We see Steinem as a dreamy child (Ryan Kiera Armstrong) and a young adolescent (Lulu Wilson), as her parents squabble about money and eventually split, leaving her mother (Enid Graham) to succumb to depression and hallucinations — her ambitions dashed, her spirit broken. Steinem’s father (Timothy Hutton) is depicted as a boisterous, shambolic presence, cooking up harebrained moneymaking schemes and giving little Gloria, demurring in front of her broccoli, a heaping scoop of ice cream for dinner.
Alicia Vikander and Julianne Moore play the grown-up Gloria, both of them impeccably costumed and looking the part, even as their talents get hemmed in by a schematic script from Taymor and the playwright Sarah Ruhl. Steinem moves swiftly from a post-college stint in India, listening to women share their experiences, to a career as a journalist, patronized by male colleagues whose idea of a compliment is to tell her how pretty she is and that she writes “like a man.” She rebukes one editor who warns her that writing a story about abortion would associate her with “those crazy women”: “I am one of those crazy women,” the Vikander version of Gloria says.
And so an activist is born, one who learns to find her voice among other feminists, including Dorthy Pitman Hughes (Janelle Monáe), Flo Kennedy (Lorraine Toussaint), Wilma Mankiller (Kimberly Guerrero) and Bella Abzug (Bette Midler). The intersectional core of the movement is rightfully emphasized, yet in the apparent push to make this movie as instructional and inspirational as possible, the dialogue gets saddled with some heavy-handed exposition.

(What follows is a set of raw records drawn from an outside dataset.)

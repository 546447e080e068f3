use super::*;

#[test]
fn parses_duration_and_size() {
    let json = br#"{
        "streams": [
            {"codec_type": "audio"},
            {"codec_type": "video", "width": 1280, "height": 720, "duration": "2.000000"}
        ],
        "format": {"duration": "2.040000"}
    }"#;
    let info = parse_ffprobe_json(json).unwrap();
    assert!((info.duration_sec - 2.04).abs() < 1e-9);
    assert_eq!(
        info.size,
        FrameSize {
            width: 1280,
            height: 720
        }
    );
}

#[test]
fn falls_back_to_stream_duration() {
    let json = br#"{"streams": [{"codec_type": "video", "width": 64, "height": 64, "duration": "1.5"}]}"#;
    let info = parse_ffprobe_json(json).unwrap();
    assert!((info.duration_sec - 1.5).abs() < 1e-9);
}

#[test]
fn rejects_missing_video_stream() {
    let json = br#"{"streams": [{"codec_type": "audio"}], "format": {"duration": "1"}}"#;
    assert!(parse_ffprobe_json(json).is_err());
}

#[test]
fn rejects_missing_duration() {
    let json = br#"{"streams": [{"codec_type": "video", "width": 64, "height": 64}]}"#;
    assert!(parse_ffprobe_json(json).is_err());
}

#[test]
fn rejects_malformed_json() {
    let err = parse_ffprobe_json(b"not json").unwrap_err();
    assert!(matches!(err, SignError::Serde(_)));
}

“The Glorias” is beautifully shot by Rodrigo Prieto, the colors wan and desaturated during Steinem’s roving childhood, becoming more luscious and vibrant as she comes into her own. The film also includes some surrealist interludes. One of them is a phantasmagoria that descends, like a blood-red curtain, in the middle of an insulting interview of Steinem by a leering man, who gets swept up in a “Wizard of Oz”-style tornado as the Glorias leer back. Another is more placid and predictable: a running image of a bus where all the Glorias sit, reassuring one another. It’s a conceit that feels sweet and sincere, but gently condescending too.